About this exercise
Using the records below, please work out how many lines contain "derive"; answer with the number alone.

Source records
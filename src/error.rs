use axum::{
    http::StatusCode,
    response::{IntoResponse, Response},
    Json,
};
use serde_json::json;

/// Application-level errors
#[derive(thiserror::Error, Debug)]
pub enum AppError {
    #[error("Invalid identifier: {0}")]
    InvalidIdentifier(String),

    #[error("Roster unavailable: {0}")]
    RosterUnavailable(String),

    #[error("Cannot generate recommendations: {0}")]
    DegenerateNeighborhood(String),

    #[error("HTTP client error: {0}")]
    HttpClient(#[from] reqwest::Error),

    #[error("External API error: {0}")]
    ExternalApi(String),

    #[error("Internal server error: {0}")]
    Internal(String),
}

impl IntoResponse for AppError {
    fn into_response(self) -> Response {
        let (status, message) = match self {
            AppError::InvalidIdentifier(msg) => (StatusCode::BAD_REQUEST, msg),
            AppError::DegenerateNeighborhood(_) => {
                (StatusCode::UNPROCESSABLE_ENTITY, self.to_string())
            }
            AppError::RosterUnavailable(_) => (StatusCode::SERVICE_UNAVAILABLE, self.to_string()),
            AppError::ExternalApi(msg) => (StatusCode::BAD_GATEWAY, msg),
            AppError::HttpClient(_) => (StatusCode::BAD_GATEWAY, self.to_string()),
            AppError::Internal(_) => (StatusCode::INTERNAL_SERVER_ERROR, self.to_string()),
        };

        let body = Json(json!({
            "error": message
        }));

        (status, body).into_response()
    }
}

pub type AppResult<T> = Result<T, AppError>;

#[cfg(test)]
mod tests {
    use super::*;

    #[test]
    fn test_invalid_identifier_maps_to_bad_request() {
        let response = AppError::InvalidIdentifier("wrong length".to_string()).into_response();
        assert_eq!(response.status(), StatusCode::BAD_REQUEST);
    }

    #[test]
    fn test_degenerate_neighborhood_maps_to_unprocessable() {
        let response =
            AppError::DegenerateNeighborhood("fewer than 2 users".to_string()).into_response();
        assert_eq!(response.status(), StatusCode::UNPROCESSABLE_ENTITY);
    }

    #[test]
    fn test_roster_unavailable_maps_to_service_unavailable() {
        let response = AppError::RosterUnavailable("disk full".to_string()).into_response();
        assert_eq!(response.status(), StatusCode::SERVICE_UNAVAILABLE);
    }
}
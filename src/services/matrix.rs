use std::collections::HashMap;

use crate::models::{UsageRecord, UserId};

/// Dense user-by-game matrix of raw hours played
///
/// Rows are users in first-seen record order, columns are game names in
/// first-seen order, and a `None` cell means no record was observed for
/// that (user, game) pair. Input is filtered to positive hours upstream;
/// a zero-hour record carries no preference signal.
pub struct UsageMatrix {
    users: Vec<UserId>,
    items: Vec<String>,
    /// Row-major, `users.len() * items.len()`
    cells: Vec<Option<f64>>,
}

impl UsageMatrix {
    /// Builds the matrix from a flat record set
    ///
    /// Deterministic: row and column order derive purely from the order
    /// owners and games first appear in `records`. Providers report each
    /// (owner, game) pair once; if a duplicate slips through, the last
    /// record wins.
    pub fn build(records: &[UsageRecord]) -> Self {
        let mut users = Vec::new();
        let mut user_index: HashMap<UserId, usize> = HashMap::new();
        let mut items = Vec::new();
        let mut item_index: HashMap<String, usize> = HashMap::new();

        for record in records {
            if !user_index.contains_key(&record.owner) {
                user_index.insert(record.owner.clone(), users.len());
                users.push(record.owner.clone());
            }
            if !item_index.contains_key(&record.item_name) {
                item_index.insert(record.item_name.clone(), items.len());
                items.push(record.item_name.clone());
            }
        }

        let mut cells = vec![None; users.len() * items.len()];
        let n_items = items.len();
        for record in records {
            let row = user_index[&record.owner];
            let col = item_index[&record.item_name];
            cells[row * n_items + col] = Some(record.usage_hours);
        }

        Self {
            users,
            items,
            cells,
        }
    }

    pub fn n_users(&self) -> usize {
        self.users.len()
    }

    pub fn n_items(&self) -> usize {
        self.items.len()
    }

    pub fn get(&self, row: usize, col: usize) -> Option<f64> {
        self.cells[row * self.items.len() + col]
    }

    /// Rescales raw hours into non-negative preference mass
    ///
    /// Hours-played distributions are heavy-tailed, so each defined cell is
    /// log-compressed to keep a handful of thousand-hour libraries from
    /// dominating similarity. The whole matrix is then shifted by its global
    /// minimum so the smallest defined value lands on exactly zero, and
    /// missing cells are filled with zero after the shift. Cosine similarity
    /// downstream reads negative components as opposing preference, which
    /// observed playtime never is.
    pub fn normalize(&self) -> NormalizedMatrix {
        let logged: Vec<Option<f64>> = self.cells.iter().map(|c| c.map(f64::ln)).collect();

        let global_min = logged
            .iter()
            .flatten()
            .fold(f64::INFINITY, |min, v| min.min(*v));
        // An empty matrix has no defined cells and nothing to shift.
        let shift = if global_min.is_finite() {
            global_min
        } else {
            0.0
        };

        let values = logged
            .into_iter()
            .map(|c| c.map(|v| v - shift).unwrap_or(0.0))
            .collect();

        NormalizedMatrix {
            users: self.users.clone(),
            items: self.items.clone(),
            values,
        }
    }
}

/// Log-scaled, shifted, zero-filled usage matrix
///
/// Same shape and ordering as the [`UsageMatrix`] it came from; every value
/// is defined and ≥ 0.
pub struct NormalizedMatrix {
    users: Vec<UserId>,
    items: Vec<String>,
    values: Vec<f64>,
}

impl NormalizedMatrix {
    pub fn n_users(&self) -> usize {
        self.users.len()
    }

    pub fn n_items(&self) -> usize {
        self.items.len()
    }

    pub fn users(&self) -> &[UserId] {
        &self.users
    }

    pub fn items(&self) -> &[String] {
        &self.items
    }

    pub fn value(&self, row: usize, col: usize) -> f64 {
        self.values[row * self.items.len() + col]
    }

    /// One user's full item vector
    pub fn row(&self, row: usize) -> &[f64] {
        let n = self.items.len();
        &self.values[row * n..(row + 1) * n]
    }

    /// Row index for a user, if they have any usage in the matrix
    pub fn index_of(&self, user: &UserId) -> Option<usize> {
        self.users.iter().position(|u| u == user)
    }
}
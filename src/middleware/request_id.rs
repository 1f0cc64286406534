use axum::{
    body::Body, extract::Request, http::HeaderValue, middleware::Next, response::Response,
};
use uuid::Uuid;

/// HTTP header name for request ID
pub const REQUEST_ID_HEADER: &str = "x-request-id";

/// Extension type for storing request ID in request extensions
#[derive(Clone, Debug)]
pub struct RequestId(pub Uuid);

/// Middleware that attaches a request ID to the request extensions and the
/// response headers
///
/// Honors an incoming `x-request-id` header when it parses as a UUID;
/// otherwise generates a fresh one.
pub async fn request_id_middleware(mut request: Request, next: Next) -> Response {
    let request_id = request
        .headers()
        .get(REQUEST_ID_HEADER)
        .and_then(|h| h.to_str().ok())
        .and_then(|s| Uuid::parse_str(s).ok())
        .map(RequestId)
        .unwrap_or_else(|| RequestId(Uuid::new_v4()));

    request.extensions_mut().insert(request_id.clone());

    let mut response = next.run(request).await;

    if let Ok(header_value) = HeaderValue::from_str(&request_id.0.to_string()) {
        response
            .headers_mut()
            .insert(REQUEST_ID_HEADER, header_value);
    }

    response
}

/// Creates the per-request tracing span, tagged with the request ID
pub fn make_span_with_request_id(request: &Request<Body>) -> tracing::Span {
    let request_id = request
        .extensions()
        .get::<RequestId>()
        .map(|id| id.0.to_string())
        .unwrap_or_else(|| "unknown".to_string());

    tracing::info_span!(
        "http_request",
        method = %request.method(),
        uri = %request.uri(),
        request_id = %request_id,
    )
}
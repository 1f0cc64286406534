use axum::{
    extract::{Path, Query, State},
    http::StatusCode,
    Json,
};
use chrono::Utc;
use serde::Deserialize;
use serde_json::{json, Value};

use crate::{
    error::AppResult,
    models::{RecommendationResponse, RecommendedItem, UserId},
};

use super::AppState;

/// Health check endpoint
pub async fn health_check() -> (StatusCode, Json<Value>) {
    (StatusCode::OK, Json(json!({ "status": "healthy" })))
}

#[derive(Debug, Deserialize)]
pub struct RecommendQuery {
    /// Maximum number of recommendations to return
    pub count: Option<usize>,
}

/// Handler for the recommendations endpoint
///
/// The id is validated before anything else runs: a malformed Steam ID must
/// be rejected without touching the roster file or issuing a network call.
pub async fn recommend(
    State(state): State<AppState>,
    Path(steam_id): Path<String>,
    Query(query): Query<RecommendQuery>,
) -> AppResult<Json<RecommendationResponse>> {
    let user = UserId::parse(&steam_id)?;
    let top_n = query.count.unwrap_or(state.default_top_n);

    let predictions = state.recommender.recommend(&user, top_n).await?;

    Ok(Json(RecommendationResponse {
        steam_id: user,
        generated_at: Utc::now(),
        recommendations: predictions.into_iter().map(RecommendedItem::from).collect(),
    }))
}
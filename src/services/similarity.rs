use crate::{
    error::{AppError, AppResult},
    models::UserId,
    services::matrix::NormalizedMatrix,
};

/// Square, symmetric user-to-user cosine similarity matrix
///
/// Row and column order match the normalized matrix the scores were computed
/// from. The diagonal is computed (1 for any user with non-zero preference
/// mass) but every consumer must exclude it: a user is never their own
/// neighbor.
#[derive(Debug)]
pub struct SimilarityMatrix {
    users: Vec<UserId>,
    values: Vec<f64>,
}

impl SimilarityMatrix {
    /// Computes pairwise cosine similarity between all user rows
    ///
    /// Operates over the full item space including zero-filled cells. A user
    /// whose row is all zeros has no angle to measure and scores 0 against
    /// everyone. Neighbor weighting needs at least one peer besides the
    /// target, so fewer than 2 users is an explicit failure here instead of
    /// a division by zero later.
    pub fn compute(normalized: &NormalizedMatrix) -> AppResult<Self> {
        let n = normalized.n_users();
        if n < 2 {
            return Err(AppError::DegenerateNeighborhood(format!(
                "need at least 2 users with usage data, got {}",
                n
            )));
        }

        let norms: Vec<f64> = (0..n)
            .map(|row| {
                normalized
                    .row(row)
                    .iter()
                    .map(|v| v * v)
                    .sum::<f64>()
                    .sqrt()
            })
            .collect();

        let mut values = vec![0.0; n * n];
        for i in 0..n {
            for j in i..n {
                let score = cosine(normalized.row(i), normalized.row(j), norms[i], norms[j]);
                values[i * n + j] = score;
                values[j * n + i] = score;
            }
        }

        Ok(Self {
            users: normalized.users().to_vec(),
            values,
        })
    }

    pub fn n_users(&self) -> usize {
        self.users.len()
    }

    pub fn value(&self, row: usize, col: usize) -> f64 {
        self.values[row * self.users.len() + col]
    }
}

fn cosine(a: &[f64], b: &[f64], norm_a: f64, norm_b: f64) -> f64 {
    if norm_a == 0.0 || norm_b == 0.0 {
        return 0.0;
    }
    let dot: f64 = a.iter().zip(b).map(|(x, y)| x * y).sum();
    dot / (norm_a * norm_b)
}
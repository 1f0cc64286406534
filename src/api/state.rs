use std::sync::Arc;

use crate::services::recommender::RecommendationService;

/// Shared application state
#[derive(Clone)]
pub struct AppState {
    pub recommender: Arc<RecommendationService>,
    /// Recommendations returned when the request doesn't pass `count`
    pub default_top_n: usize,
}

impl AppState {
    pub fn new(recommender: Arc<RecommendationService>, default_top_n: usize) -> Self {
        Self {
            recommender,
            default_top_n,
        }
    }
}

Completed task
6